In spite of everything that's happened, I do love my wife, and though she responded to my problems by saying and doing a lot of ridiculous things, I have forgiven her and I would love to try to save the marriage. She's been resistant to marriage counseling in the past, preferring for us to do individual mental counseling because I have been suicidal in the past.

I haven't brought up that I want to be with her because I'm not sure how she'll respond. And I don't want to ask her about the divorce because I don't want to force her hand. I'm stuck in a limbo. I want to be with my wife, but I don't want to get my hopes up only to be slapped with a divorce. On the days when I get tired of being alone, I want to seek comfort in other women because I hate the loneliness, but I can't muster up the courage to even talk to another woman because I get overwhelmed with guilt.

I don't know what to do. I sent her a text this past Monday and just told her that I hoped that she and the kids had a great weekend, but I haven't received a reply. I thought I was ready to move on, but I can't...I don't know if I can ever move on. I just want the pain of this loss to go away. If we're gonna get a divorce, I wish she would stop putting it off and just send the papers.

But if there is a chance for the marriage to be salvaged, then I need to know. Going through this loneliness on a daily basis, not knowing how she or our kids are doing...it's killing me.

Help me out, please.


----------



## samyeagar (May 14, 2012)

Wow, that's a pretty tough situation you are in. The limbo sucks! I've been there, and so have so many others here, and not one of us would say it's a great place to be. 

At some point, when you don't want to be in limbo any more, you're going to have to pull yourself out of it. She can't do it for you, otherwise you may end up waiting forever. You are going to make the choice, am I in or am I out. The problem with that is that you only have control over one of those choices, and that's out.

A marriage is two people, and one person can't fix it. Believe me, I tried.

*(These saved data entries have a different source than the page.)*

//! Liveness/readiness probes and the Prometheus scrape endpoint.

use axum::{extract::State, http::StatusCode, response::IntoResponse, Json};
use serde::Serialize;

use crate::state::AppState;

#[derive(Serialize)]
struct HealthBody {
    status: &'static str,
    name: &'static str,
    version: &'static str,
}

pub async fn health_handler() -> impl IntoResponse {
    let info = core_config::app_info!();
    Json(HealthBody {
        status: "ok",
        name: info.name,
        version: info.version,
    })
}

/// Checks the database connection; used by orchestrators to gate traffic.
pub async fn ready_handler(State(state): State<AppState>) -> impl IntoResponse {
    let info = core_config::app_info!();
    match database::postgres::check_health(&state.db).await {
        Ok(()) => (StatusCode::OK, Json(HealthBody {
            status: "ready",
            name: info.name,
            version: info.version,
        }))
            .into_response(),
        Err(e) => {
            tracing::warn!(error = %e, "readiness check failed");
            StatusCode::SERVICE_UNAVAILABLE.into_response()
        }
    }
}
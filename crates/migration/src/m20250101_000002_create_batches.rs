use sea_orm_migration::{prelude::*, schema::*};

#[derive(DeriveMigrationName)]
pub struct Migration;

/// `batches.status` is stored as a plain `varchar(16)`, not a Postgres
/// enum type - it mirrors `batch_domain::BatchStatus`'s
/// `DeriveActiveEnum(rs_type = "String")` mapping.
#[async_trait::async_trait]
impl MigrationTrait for Migration {
    async fn up(&self, manager: &SchemaManager) -> Result<(), DbErr> {
        manager
            .create_table(
                Table::create()
                    .table(Batches::Table)
                    .if_not_exists()
                    .col(pk_uuid(Batches::Id))
                    .col(uuid(Batches::UserId))
                    .col(string(Batches::InstalledAppId))
                    .col(string(Batches::FileName))
                    .col(integer(Batches::TotalRows))
                    .col(integer(Batches::ProcessedRows).default(0))
                    .col(
                        ColumnDef::new(Batches::Status)
                            .string_len(16)
                            .not_null()
                            .default("pending"),
                    )
                    .col(json(Batches::KeyMapping))
                    .col(string_null(Batches::LastError))
                    .col(integer(Batches::ErrorCount).default(0))
                    .col(
                        timestamp_with_time_zone(Batches::CreatedAt)
                            .default(Expr::current_timestamp()),
                    )
                    .col(
                        timestamp_with_time_zone(Batches::UpdatedAt)
                            .default(Expr::current_timestamp()),
                    )
                    .to_owned(),
            )
            .await?;

        manager
            .create_index(
                Index::create()
                    .name("idx_batches_user_id_status")
                    .table(Batches::Table)
                    .col(Batches::UserId)
                    .col(Batches::Status)
                    .to_owned(),
            )
            .await?;

        manager
            .get_connection()
            .execute_unprepared(
                r#"
                CREATE TRIGGER batches_touch_updated_at
                    BEFORE UPDATE ON batches
                    FOR EACH ROW
                    EXECUTE FUNCTION util.touch_updated_at()
                "#,
            )
            .await?;

        Ok(())
    }

    async fn down(&self, manager: &SchemaManager) -> Result<(), DbErr> {
        manager
            .get_connection()
            .execute_unprepared("DROP TRIGGER IF EXISTS batches_touch_updated_at ON batches")
            .await?;
        manager
            .drop_table(Table::drop().table(Batches::Table).to_owned())
            .await?;
        Ok(())
    }
}

#[derive(DeriveIden)]
enum Batches {
    Table,
    Id,
    UserId,
    InstalledAppId,
    FileName,
    TotalRows,
    ProcessedRows,
    Status,
    KeyMapping,
    LastError,
    ErrorCount,
    CreatedAt,
    UpdatedAt,
}
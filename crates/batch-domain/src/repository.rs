use async_trait::async_trait;
use std::collections::HashMap;
use uuid::Uuid;

use crate::error::BatchResult;
use crate::models::{Batch, BatchProgress, BatchStatus, Task, TaskStatus};

/// A batch row ready to be inserted, with its rows already expanded into
/// per-task input maps (empty rows already filtered out by the caller).
pub struct NewBatch {
    pub user_id: Uuid,
    pub installed_app_id: String,
    pub file_name: String,
    /// Ordered `[key, column-name]` pairs, in source-file header order.
    pub key_mapping: Vec<(String, String)>,
    pub row_inputs: Vec<HashMap<String, String>>,
}

#[cfg_attr(any(test, feature = "test-util"), mockall::automock)]
#[async_trait]
pub trait BatchRepository: Send + Sync {
    /// Persists the batch (status `pending`) and its tasks (status
    /// `pending`) in one transaction.
    async fn create(&self, batch: NewBatch) -> BatchResult<Batch>;

    async fn get(&self, id: Uuid) -> BatchResult<Batch>;

    async fn set_status(
        &self,
        id: Uuid,
        status: BatchStatus,
        last_error: Option<String>,
    ) -> BatchResult<()>;

    async fn set_processed_rows(&self, id: Uuid, processed_rows: i32) -> BatchResult<()>;

    async fn reset_error_count(&self, id: Uuid) -> BatchResult<()>;

    /// Increments `error_count` by one and records `last_error`. Called on
    /// every task failure attempt, independent of whether the task itself
    /// retries or terminally fails.
    async fn record_error(&self, id: Uuid, last_error: String) -> BatchResult<()>;

    async fn reset_error_count_for_user(&self, user_id: Uuid) -> BatchResult<u64>;

    async fn progress(&self, id: Uuid) -> BatchResult<BatchProgress>;

    /// Cumulative batch-level error counts for every user that owns at
    /// least one enabled (`pending`/`processing`) batch — the `E(u)` input
    /// to the fair-share allocator.
    async fn active_user_error_counts(&self) -> BatchResult<HashMap<Uuid, i64>>;

    /// Balance-exhaustion cascade, batch side: sets `current_batch_id` to
    /// `failed` if it is currently `pending`/`processing`, and every
    /// *other* `pending` batch of `user_id` to `failed`, all with
    /// `message`. Returns the ids of the other batches that were flipped —
    /// the caller still needs to fail their pending tasks.
    async fn cascade_insufficient_balance(
        &self,
        user_id: Uuid,
        current_batch_id: Uuid,
        message: String,
    ) -> BatchResult<Vec<Uuid>>;

    /// Ids of every batch currently in `status`, for maintenance sweeps
    /// that need to act across all of them.
    async fn ids_with_status(&self, status: BatchStatus) -> BatchResult<Vec<Uuid>>;

    /// Cold-start repair: any batch in `processing` with no `running`/
    /// `queued` task (an interrupted process left it stranded) reverts to
    /// `pending` so the scheduler picks its tasks back up.
    async fn reset_stalled_processing_batches(&self) -> BatchResult<u64>;
}

#[cfg_attr(any(test, feature = "test-util"), mockall::automock)]
#[async_trait]
pub trait TaskRepository: Send + Sync {
    async fn get(&self, id: Uuid) -> BatchResult<Task>;

    async fn list_by_batch(&self, batch_id: Uuid) -> BatchResult<Vec<Task>>;

    /// Users with at least one runnable (`pending`/`queued`) task in a
    /// non-stopped batch with `error_count < max_retry_count`, together
    /// with their pending tasks ordered by `(created_at, row_index)`. This
    /// is the `U` set the fair-share allocator and the task scheduler both
    /// consume.
    async fn runnable_tasks_by_user(
        &self,
        max_retry_count: i32,
    ) -> BatchResult<HashMap<Uuid, Vec<Task>>>;

    /// Atomically transitions `pending` -> `queued` for exactly the given
    /// task ids scheduled this tick; returns the ids that actually won the
    /// CAS (a task already moved by a concurrent tick is silently skipped).
    async fn claim_pending(&self, task_ids: &[Uuid]) -> BatchResult<Vec<Uuid>>;

    /// Reverts a task that failed to enqueue (channel full) back to
    /// `pending` so the next scheduler tick re-picks it.
    async fn revert_to_pending(&self, id: Uuid) -> BatchResult<()>;

    async fn mark_running(&self, id: Uuid) -> BatchResult<()>;

    async fn mark_completed(&self, id: Uuid, result: serde_json::Value) -> BatchResult<()>;

    async fn mark_failed(&self, id: Uuid, error: String) -> BatchResult<()>;

    /// Increments `error_count`; reverts to `pending` if still under
    /// `max_retry_count`, otherwise marks terminally `failed`. Returns the
    /// resulting status.
    async fn record_retry_or_fail(
        &self,
        id: Uuid,
        error: String,
        max_retry_count: i32,
    ) -> BatchResult<TaskStatus>;

    /// Moves every `pending`/`queued` task of `batch_id` to `cancelled`.
    async fn cancel_pending_queued_for_batch(&self, batch_id: Uuid) -> BatchResult<u64>;

    /// Same as [`Self::cancel_pending_queued_for_batch`] but across every
    /// id in `batch_ids` in one statement — used by the pool's periodic
    /// sweep for stopped batches.
    async fn cancel_pending_queued_for_batches(&self, batch_ids: &[Uuid]) -> BatchResult<u64>;

    /// Moves every `cancelled` task of `batch_id` back to `pending`
    /// (used by `Resume`), and any `failed`/`queued`/`running` task back
    /// to `pending` (used by `Retry`/`RetryFailed`), per the provided
    /// status filter.
    async fn revert_statuses_to_pending(
        &self,
        batch_id: Uuid,
        from: &[TaskStatus],
    ) -> BatchResult<u64>;

    async fn status_counts(&self, batch_id: Uuid) -> BatchResult<HashMap<TaskStatus, i64>>;

    /// Cold-start consistency sweep: every `running`/`queued` task reverts
    /// to `pending`. Run once before the first scheduler tick.
    async fn cold_start_reset(&self) -> BatchResult<u64>;

    /// Balance-exhaustion cascade: marks every `pending`/`queued`/`running`
    /// task of `batch_id` as `failed` with `message`, in one transaction.
    async fn fail_all_runnable_for_batch(&self, batch_id: Uuid, message: String) -> BatchResult<u64>;

    /// Balance-exhaustion cascade, task side for the *other* batches a
    /// cascade reached: marks every `pending` task of any of `batch_ids`
    /// as `failed` with `message`.
    async fn fail_pending_for_batches(&self, batch_ids: &[Uuid], message: String) -> BatchResult<u64>;
}
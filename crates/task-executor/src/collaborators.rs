//! Narrow interfaces onto concerns the executor depends on but does not
//! own: token issuance, user-enablement checks, and installed-app mode
//! lookup are all admin/auth surfaces that live outside this crate.

use async_trait::async_trait;
use uuid::Uuid;

use crate::error::ExecutorError;

/// Mints an ephemeral user-auth token (and CSRF token, when the installed
/// app enforces it) for a single task call. Backed by the platform's
/// session/auth layer; mocked in tests.
#[cfg_attr(test, mockall::automock)]
#[async_trait]
pub trait TokenMinter: Send + Sync {
    async fn mint(&self, user_id: Uuid) -> Result<MintedToken, ExecutorError>;
}

pub struct MintedToken {
    pub user_token: String,
    pub csrf_token: Option<String>,
}

/// Whether a user account is active. A disabled user's tasks fail without
/// ever reaching the upstream.
#[cfg_attr(test, mockall::automock)]
#[async_trait]
pub trait UserGate: Send + Sync {
    async fn is_user_active(&self, user_id: Uuid) -> Result<bool, ExecutorError>;
}

/// Resolves an installed app's upstream call mode.
#[cfg_attr(test, mockall::automock)]
#[async_trait]
pub trait InstalledAppLookup: Send + Sync {
    async fn mode(&self, installed_app_id: &str) -> Result<upstream_client::AppMode, ExecutorError>;
}
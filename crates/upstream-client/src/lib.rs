//! HTTP client for invoking an installed app's workflow or completion
//! endpoint and handing back the raw SSE body for [`sse_parser`] to
//! consume.

use std::collections::HashMap;
use std::time::Duration;

use serde::Serialize;
use thiserror::Error;

/// Upstream request timeout for task and proxy calls. Provider model-list
/// probes use a much shorter timeout and build their own client.
pub const TASK_CALL_TIMEOUT: Duration = Duration::from_secs(300);

/// Which endpoint shape the installed app expects.
#[derive(Debug, Clone, Copy, PartialEq, Eq)]
pub enum AppMode {
    Workflow,
    Completion,
}

impl AppMode {
    /// Parses the installed app's `mode` column; any other value is a
    /// configuration error the caller should surface, not silently default.
    pub fn from_str(mode: &str) -> Result<Self, UpstreamError> {
        match mode {
            "workflow" => Ok(AppMode::Workflow),
            "completion" => Ok(AppMode::Completion),
            other => Err(UpstreamError::UnsupportedMode(other.to_string())),
        }
    }

    fn path_suffix(self) -> &'static str {
        match self {
            AppMode::Workflow => "workflows/run",
            AppMode::Completion => "completion-messages",
        }
    }
}

#[derive(Debug, Error)]
pub enum UpstreamError {
    #[error("unsupported installed app mode: {0}")]
    UnsupportedMode(String),

    #[error("upstream request failed: {0}")]
    Request(#[from] reqwest::Error),

    #[error("upstream returned status {status}: {body}")]
    UnexpectedStatus { status: u16, body: String },
}

#[derive(Serialize)]
struct TaskCallBody<'a> {
    inputs: &'a HashMap<String, String>,
    response_mode: &'static str,
}

/// A fully-read upstream response: status and body, ready for the SSE
/// parser. The body is always read to completion before returning — the
/// upstream does not stream anything workers need to react to mid-flight.
pub struct UpstreamResponse {
    pub status: u16,
    pub body: String,
}

impl UpstreamResponse {
    pub fn is_success(&self) -> bool {
        (200..300).contains(&self.status)
    }
}

pub struct UpstreamClient {
    http: reqwest::Client,
    base_url: String,
}

impl UpstreamClient {
    pub fn new(base_url: impl Into<String>) -> Result<Self, UpstreamError> {
        let http = reqwest::Client::builder()
            .timeout(TASK_CALL_TIMEOUT)
            .build()?;
        Ok(Self {
            http,
            base_url: base_url.into(),
        })
    }

    /// Invokes `installed_app_id`'s workflow or completion endpoint with
    /// `inputs` and returns the raw response body for SSE parsing. CSRF
    /// headers are only attached when `csrf_token` is present, mirroring
    /// the upstream's optional CSRF enforcement.
    pub async fn call_task(
        &self,
        installed_app_id: &str,
        mode: AppMode,
        inputs: &HashMap<String, String>,
        user_token: &str,
        csrf_token: Option<&str>,
    ) -> Result<UpstreamResponse, UpstreamError> {
        let url = format!(
            "{}/console/api/installed-apps/{}/{}",
            self.base_url.trim_end_matches('/'),
            installed_app_id,
            mode.path_suffix()
        );

        let body = TaskCallBody {
            inputs,
            response_mode: "streaming",
        };

        let mut req = self
            .http
            .post(&url)
            .header("Content-Type", "application/json")
            .header("Authorization", format!("Bearer {user_token}"))
            .header("Accept", "text/event-stream")
            .json(&body);

        if let Some(csrf) = csrf_token {
            req = req
                .header("x-csrf-token", csrf)
                .header("Cookie", format!("csrf_token={csrf}"));
        }

        let resp = req.send().await?;
        let status = resp.status().as_u16();
        let body = resp.text().await?;

        tracing::debug!(url, status, "upstream task call completed");
        Ok(UpstreamResponse { status, body })
    }
}

#[cfg(test)]
mod tests {
    use super::*;

    #[test]
    fn app_mode_rejects_unknown_values() {
        assert!(AppMode::from_str("workflow").is_ok());
        assert!(AppMode::from_str("completion").is_ok());
        assert!(matches!(
            AppMode::from_str("chat"),
            Err(UpstreamError::UnsupportedMode(m)) if m == "chat"
        ));
    }

    #[test]
    fn path_suffix_matches_mode() {
        assert_eq!(AppMode::Workflow.path_suffix(), "workflows/run");
        assert_eq!(AppMode::Completion.path_suffix(), "completion-messages");
    }

    #[test]
    fn success_range_is_2xx() {
        let resp = UpstreamResponse {
            status: 200,
            body: String::new(),
        };
        assert!(resp.is_success());
        let resp = UpstreamResponse {
            status: 502,
            body: String::new(),
        };
        assert!(!resp.is_success());
    }
}
//! Tenant-scoped provider configuration: enablement, per-provider model
//! allowlist, and the raw `encrypted_config` blob `credential-store`
//! decrypts lazily. Local to this binary - the proxy engine only knows
//! the [`proxy_engine::ProviderRegistry`] trait, not this table.

use chrono::{DateTime, Utc};
use sea_orm::entity::prelude::*;
use serde::{Deserialize, Serialize};

#[derive(Clone, Debug, PartialEq, DeriveEntityModel, Serialize, Deserialize)]
#[sea_orm(table_name = "provider_configs")]
pub struct Model {
    #[sea_orm(primary_key, auto_increment = false)]
    pub id: Uuid,
    pub tenant_id: String,
    pub provider: String,
    pub enabled: bool,
    /// Allowed model names; an empty list means every model is allowed.
    #[sea_orm(column_type = "Json")]
    pub models_enabled: serde_json::Value,
    #[sea_orm(column_type = "Json")]
    pub encrypted_config: serde_json::Value,
    pub created_at: DateTime<Utc>,
    pub updated_at: DateTime<Utc>,
}

#[derive(Copy, Clone, Debug, EnumIter, DeriveRelation)]
pub enum Relation {}

impl ActiveModelBehavior for ActiveModel {}

impl Model {
    pub fn models_enabled_list(&self) -> Vec<String> {
        serde_json::from_value(self.models_enabled.clone()).unwrap_or_default()
    }
}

It takes two committed people to make it work.

Seems like she is already gone NC on you, and you can't change that.

How often do you see and talk to your kids? Sounds like it might not be very often. Why is that?


----------



## deval85 (Jul 26, 2012)

I don't talk with them often...I can't legally because there is a protective order against me. Yeah, the circumstances behind that are complicated, but to cut the long story short, during an anxiety attack, I tried to storm out of our bedroom and she stood between me and the hallway. I shoved past her and nearly hung myself out.

She marked it down with the police that I physically put my hands on her and 'violently' pushed her against the wall - the only part of my body that touched her body during the said incident was my shoulder. But I was in a psych ward, so I could not argue - when court came around, she dropped the protective order.

The second one (the one that is currently on me), came 3 months after that incident. I had a moment of suicidal ideation during Christmas and I checked myself into the psych ward. When I came out, she had already taken steps to leave me. Our kids were in another state, so I drove up to see them - unfortunately, she had taken the kids to one of her relatives house and would not allow me to see them, so it was a wasted trip.

When she did let me see the kids, it was after I moved back in with my parents. I came down, saw the kids and opened a few Christmas gifts with them. After I put them to bed, she pretty much threw me out of the house. I went to my parents house and we started arguing over custody.

I wanted joint custody, but she was strongly pushing for full custody on her part with only visitation rights for me. We couldn't come to an agreement, so she texted me that she was sorry for what she was about to do.

A few days later, cops showed up at my parents house and served me with an ex parte, which turned into a protective order. The protective order was the exact same time, only she added that I 'stalked her' over 500 miles.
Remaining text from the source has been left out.